The finding springs from the efforts of an international team of Spanish and Brazilian researchers who studied how people process emotional expressions, looking at the pattern of cerebral asymmetry in the perception of positive and negative facial signals.
The research team worked with 80 psychology students-65 women and 15 men-to analyse the differences between their cerebral hemispheres using the "divided visual field" technique, which is based on the anatomical properties of the visual system.
"What is new about this study is that working in this way ensures that the information is focused on one cerebral hemisphere or the other," J. Antonio Aznar-Casanova, one of the authors of the study and a researcher at the University of Barcelona (UB), tells SINC.
Appearing in the journal Laterality, the findings suggest that the right hemisphere performs better in processing emotions.
"However, this advantage appears to be more evident when it comes to processing happy and surprised faces than sad or frightened ones," the researcher points out.
"Positive expressions, or expressions of approach, are perceived more quickly and more precisely than negative, or withdrawal, ones. So happiness and surprise are processed faster than sadness and fear," says Aznar-Casanova.
Previous studies have already shown that asymmetries in the way the brain process emotions.
Two theories are currently "competing" to explain the pattern of cerebral asymmetry in processing emotions.

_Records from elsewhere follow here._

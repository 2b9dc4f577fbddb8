//! Filter building blocks: category selection and price range.

use crate::catalog::{is_all, ALL_CATEGORIES};
use crate::error::CommerceError;
use crate::money::{Currency, Money};
use rust_decimal::Decimal;
use serde::{Deserialize, Serialize};

/// Selected categories.
///
/// Never empty: an empty selection collapses to the "All" sentinel, which
/// places no restriction on category.
#[derive(Debug, Clone, PartialEq, Eq, Serialize, Deserialize)]
#[serde(from = "Vec<String>", into = "Vec<String>")]
pub struct CategorySelection(Vec<String>);

impl CategorySelection {
    /// The unrestricted selection, {"All"}.
    pub fn all() -> Self {
        Self(vec![ALL_CATEGORIES.to_string()])
    }

    /// A selection of exactly one category.
    pub fn only(category: impl Into<String>) -> Self {
        Self::from(vec![category.into()])
    }

    /// Check whether the selection places no restriction.
    pub fn is_all(&self) -> bool {
        self.0.iter().any(|c| is_all(c))
    }

    /// Check whether a category is selected (the sentinel itself included).
    pub fn contains(&self, category: &str) -> bool {
        self.0.iter().any(|c| c == category)
    }

    /// Check whether a product in `category` passes this selection.
    pub fn matches(&self, category: &str) -> bool {
        self.is_all() || self.contains(category)
    }

    /// Selected names, in selection order.
    pub fn as_slice(&self) -> &[String] {
        &self.0
    }

    /// Apply a checkbox toggle.
    ///
    /// - Toggling "All" resets to {"All"}.
    /// - Toggling a category while "All" is selected selects only that category.
    /// - Otherwise the category is added, or removed if already selected.
    /// - Removing the last category reverts to {"All"}.
    pub fn toggle(&mut self, category: &str) {
        if is_all(category) {
            *self = Self::all();
            return;
        }

        let next = if self.is_all() {
            vec![category.to_string()]
        } else if self.contains(category) {
            self.0.iter().filter(|c| *c != category).cloned().collect()
        } else {
            let mut next = self.0.clone();
            next.push(category.to_string());
            next
        };

        *self = Self::from(next);
    }
}

impl Default for CategorySelection {
    fn default() -> Self {
        Self::all()
    }
}

impl From<Vec<String>> for CategorySelection {
    fn from(mut categories: Vec<String>) -> Self {
        let mut seen = Vec::with_capacity(categories.len());
        categories.retain(|c| {
            if seen.contains(c) {
                false
            } else {
                seen.push(c.clone());
                true
            }
        });

        if categories.is_empty() {
            Self::all()
        } else {
            Self(categories)
        }
    }
}

impl From<CategorySelection> for Vec<String> {
    fn from(selection: CategorySelection) -> Self {
        selection.0
    }
}

impl FromIterator<String> for CategorySelection {
    fn from_iter<I: IntoIterator<Item = String>>(iter: I) -> Self {
        Self::from(iter.into_iter().collect::<Vec<_>>())
    }
}

/// Default upper bound of the price slider.
pub const DEFAULT_MAX_PRICE: i64 = 200;

/// Inclusive price bounds.
///
/// Crossed bounds are representable on purpose: a range with `min > max`
/// matches no product.
#[derive(Debug, Clone, Copy, PartialEq, Eq, Serialize, Deserialize)]
pub struct PriceRange {
    /// Lower bound, inclusive.
    pub min: Money,
    /// Upper bound, inclusive.
    pub max: Money,
}

impl PriceRange {
    /// Build a range without checking the bounds.
    pub fn new(min: Money, max: Money) -> Self {
        Self { min, max }
    }

    /// Build a range from slider input, rejecting crossed or negative bounds.
    pub fn try_new(min: Money, max: Money) -> Result<Self, CommerceError> {
        if min.currency != max.currency {
            return Err(CommerceError::CurrencyMismatch {
                expected: min.currency.code().to_string(),
                got: max.currency.code().to_string(),
            });
        }
        if min.amount > max.amount || min.is_negative() || max.is_negative() {
            return Err(CommerceError::InvalidPriceRange {
                min: min.display_amount(),
                max: max.display_amount(),
            });
        }
        Ok(Self { min, max })
    }

    /// The storefront's default slider range, [0, 200].
    pub fn default_for(currency: Currency) -> Self {
        Self::new(
            Money::zero(currency),
            Money::new(Decimal::from(DEFAULT_MAX_PRICE), currency),
        )
    }

    /// Check whether any price can satisfy this range.
    pub fn is_satisfiable(&self) -> bool {
        self.min.currency == self.max.currency && self.min.amount <= self.max.amount
    }

    /// Check whether `price` lies within the bounds, both ends inclusive.
    ///
    /// Prices in a different currency never match.
    pub fn contains(&self, price: &Money) -> bool {
        price.currency == self.min.currency
            && price.currency == self.max.currency
            && self.min.amount <= price.amount
            && price.amount <= self.max.amount
    }
}

impl Default for PriceRange {
    fn default() -> Self {
        Self::default_for(Currency::default())
    }
}

#[cfg(test)]
mod tests {
    use super::*;

    fn usd(cents: i64) -> Money {
        Money::from_cents(cents, Currency::USD)
    }

    fn names(selection: &CategorySelection) -> Vec<&str> {
        selection.as_slice().iter().map(String::as_str).collect()
    }

    #[test]
    fn test_default_selection_is_all() {
        let selection = CategorySelection::default();
        assert!(selection.is_all());
        assert!(selection.matches("Anything"));
    }

    #[test]
    fn test_empty_selection_collapses_to_all() {
        let selection = CategorySelection::from(Vec::new());
        assert_eq!(names(&selection), vec!["All"]);
    }

    #[test]
    fn test_toggle_from_all_selects_only_category() {
        let mut selection = CategorySelection::all();
        selection.toggle("Fashion");
        assert_eq!(names(&selection), vec!["Fashion"]);
        assert!(!selection.matches("Home"));
    }

    #[test]
    fn test_toggle_adds_and_removes() {
        let mut selection = CategorySelection::only("Fashion");
        selection.toggle("Home");
        assert_eq!(names(&selection), vec!["Fashion", "Home"]);

        selection.toggle("Fashion");
        assert_eq!(names(&selection), vec!["Home"]);
    }

    #[test]
    fn test_deselecting_last_reverts_to_all() {
        let mut selection = CategorySelection::only("Home");
        selection.toggle("Home");
        assert!(selection.is_all());
        assert_eq!(names(&selection), vec!["All"]);
    }

    #[test]
    fn test_toggle_all_resets() {
        let mut selection = CategorySelection::from(vec!["Home".to_string(), "Books".to_string()]);
        selection.toggle("All");
        assert_eq!(names(&selection), vec!["All"]);
    }

    #[test]
    fn test_duplicates_removed() {
        let selection: CategorySelection =
            vec!["Home".to_string(), "Home".to_string()].into_iter().collect();
        assert_eq!(names(&selection), vec!["Home"]);
    }

    #[test]
    fn test_selection_deserialize_collapses_empty() {
        let selection: CategorySelection = serde_json::from_str("[]").unwrap();
        assert!(selection.is_all());
    }

    #[test]
    fn test_price_range_inclusive() {
        let range = PriceRange::new(usd(4999), usd(12999));
        assert!(range.contains(&usd(4999)));
        assert!(range.contains(&usd(12999)));
        assert!(!range.contains(&usd(4998)));
        assert!(!range.contains(&usd(13000)));
    }

    #[test]
    fn test_crossed_range_matches_nothing() {
        let range = PriceRange::new(usd(10000), usd(5000));
        assert!(!range.is_satisfiable());
        assert!(!range.contains(&usd(7500)));
        assert!(!range.contains(&usd(10000)));
    }

    #[test]
    fn test_try_new_validates() {
        assert!(PriceRange::try_new(usd(0), usd(20000)).is_ok());
        assert!(matches!(
            PriceRange::try_new(usd(200), usd(100)),
            Err(CommerceError::InvalidPriceRange { .. })
        ));
        assert!(PriceRange::try_new(usd(-100), usd(100)).is_err());
        assert!(matches!(
            PriceRange::try_new(usd(0), Money::from_cents(100, Currency::EUR)),
            Err(CommerceError::CurrencyMismatch { .. })
        ));
    }

    #[test]
    fn test_other_currency_never_matches() {
        let range = PriceRange::default();
        assert!(!range.contains(&Money::from_cents(100, Currency::EUR)));
    }

    #[test]
    fn test_default_range() {
        let range = PriceRange::default();
        assert_eq!(range.min, usd(0));
        assert_eq!(range.max, usd(20000));
    }
}
//! Catalog search module.
//!
//! Contains the catalog query (category, price, text, sort) and the engine
//! that turns a product list and a query into the list to display.

mod filter;
mod query;
mod select;

pub use filter::{CategorySelection, PriceRange, DEFAULT_MAX_PRICE};
pub use query::{CatalogQuery, SortKey};
pub use select::{select, select_refs};
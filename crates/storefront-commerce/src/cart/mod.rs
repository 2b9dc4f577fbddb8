//! Shopping cart module.
//!
//! Contains line items, the list operations behind the cart controls, and
//! the totals calculator.

mod cart;
mod pricing;

pub use cart::{add_product, item_count, remove_item, update_quantity, valid_quantity, LineItem};
pub use pricing::{
    compute_totals, CartTotals, PricingPolicy, DEFAULT_SHIPPING_CENTS, DEFAULT_TAX_RATE_BPS,
};
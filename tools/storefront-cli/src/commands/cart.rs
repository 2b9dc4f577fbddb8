//! Cart pricing command.

use anyhow::{bail, Context as _, Result};
use serde::Serialize;
use storefront_commerce::cart::{CartTotals, LineItem};
use storefront_commerce::storefront::{Command, Event};

use super::CartArgs;
use crate::context::Context;
use crate::output::format_price;

const COLUMN_WIDTHS: [usize; 4] = [24, 10, 5, 10];

#[derive(Serialize)]
struct CartReport<'a> {
    items: &'a [LineItem],
    totals: CartTotals,
}

/// Run the cart command.
pub fn run(args: CartArgs, ctx: &Context) -> Result<()> {
    let mut store = ctx.storefront(args.catalog.as_deref())?;

    if let Some(path) = &args.items {
        store.cart = load_items(ctx, path)?;
    }

    let mut commands = Vec::new();
    commands.extend(args.add.into_iter().map(|id| Command::AddToCart { id: id.into() }));
    commands.extend(args.set.into_iter().map(|(id, quantity)| Command::UpdateQuantity {
        id: id.into(),
        quantity,
    }));
    commands.extend(args.remove.into_iter().map(|id| Command::RemoveItem { id: id.into() }));

    for command in commands {
        for event in store.dispatch(command) {
            report_event(ctx, &event);
        }
    }

    let totals = store.totals();

    if ctx.output.is_json() {
        ctx.output.json(&CartReport {
            items: &store.cart,
            totals,
        });
        return Ok(());
    }

    ctx.output.header(&format!("Cart ({} items)", totals.item_count));

    if store.cart.is_empty() {
        ctx.output.info("Your cart is empty");
    } else {
        ctx.output
            .table_row(&["ITEM", "PRICE", "QTY", "TOTAL"], &COLUMN_WIDTHS);
        for item in &store.cart {
            let unit = format_price(&item.unit_price, COLUMN_WIDTHS[1]);
            let line = item
                .line_total()
                .map(|t| format_price(&t, COLUMN_WIDTHS[3]))
                .unwrap_or_else(|| "overflow".to_string());
            ctx.output.table_row(
                &[&item.name, &unit, &item.quantity.to_string(), &line],
                &COLUMN_WIDTHS,
            );
        }
    }

    println!();
    ctx.output.kv("Subtotal", &totals.subtotal.display());
    ctx.output.kv("Shipping", &totals.shipping.display());
    ctx.output.kv("Tax", &totals.tax.display());
    ctx.output.kv("Total", &totals.total.display());

    Ok(())
}

/// Read a saved cart, rejecting lines a cart could never hold.
fn load_items(ctx: &Context, path: &str) -> Result<Vec<LineItem>> {
    let resolved = ctx.resolve_path(path);
    let content = std::fs::read_to_string(&resolved)
        .with_context(|| format!("Failed to read cart: {}", resolved.display()))?;
    let items: Vec<LineItem> = serde_json::from_str(&content)
        .with_context(|| format!("Failed to parse cart: {}", resolved.display()))?;

    for item in &items {
        if storefront_commerce::cart::valid_quantity(i64::from(item.quantity)).is_none() {
            bail!(
                "Cart line '{}' has invalid quantity {}",
                item.product_id,
                item.quantity
            );
        }
    }

    ctx.output
        .debug(&format!("Loaded {} line(s) from {}", items.len(), resolved.display()));
    Ok(items)
}

fn report_event(ctx: &Context, event: &Event) {
    match event {
        Event::UnknownProduct { id } => {
            ctx.output.warn(&format!("Unknown product: {}", id));
        }
        Event::QuantityRejected { id, quantity } => {
            ctx.output.warn(&format!(
                "Quantity {} rejected for product {}",
                quantity, id
            ));
        }
        Event::CartChanged { item_count } => {
            ctx.output.debug(&format!("Cart now holds {} item(s)", item_count));
        }
        _ => {}
    }
}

The older one postulates the dominance of the right hemisphere in the processing of emotions, while the second is based on the approach-withdrawal hypothesis, which holds that the pattern of cerebral asymmetry depends upon the emotion in question, in other words that each hemisphere is better at processing particular emotions.
"Today there is scientific evidence in favour of both these theories, but there is a certain consensus in favour of the lateralisation of emotional processing predicted by the approach-withdrawal hypothesis," concludes Aznar-Casanova.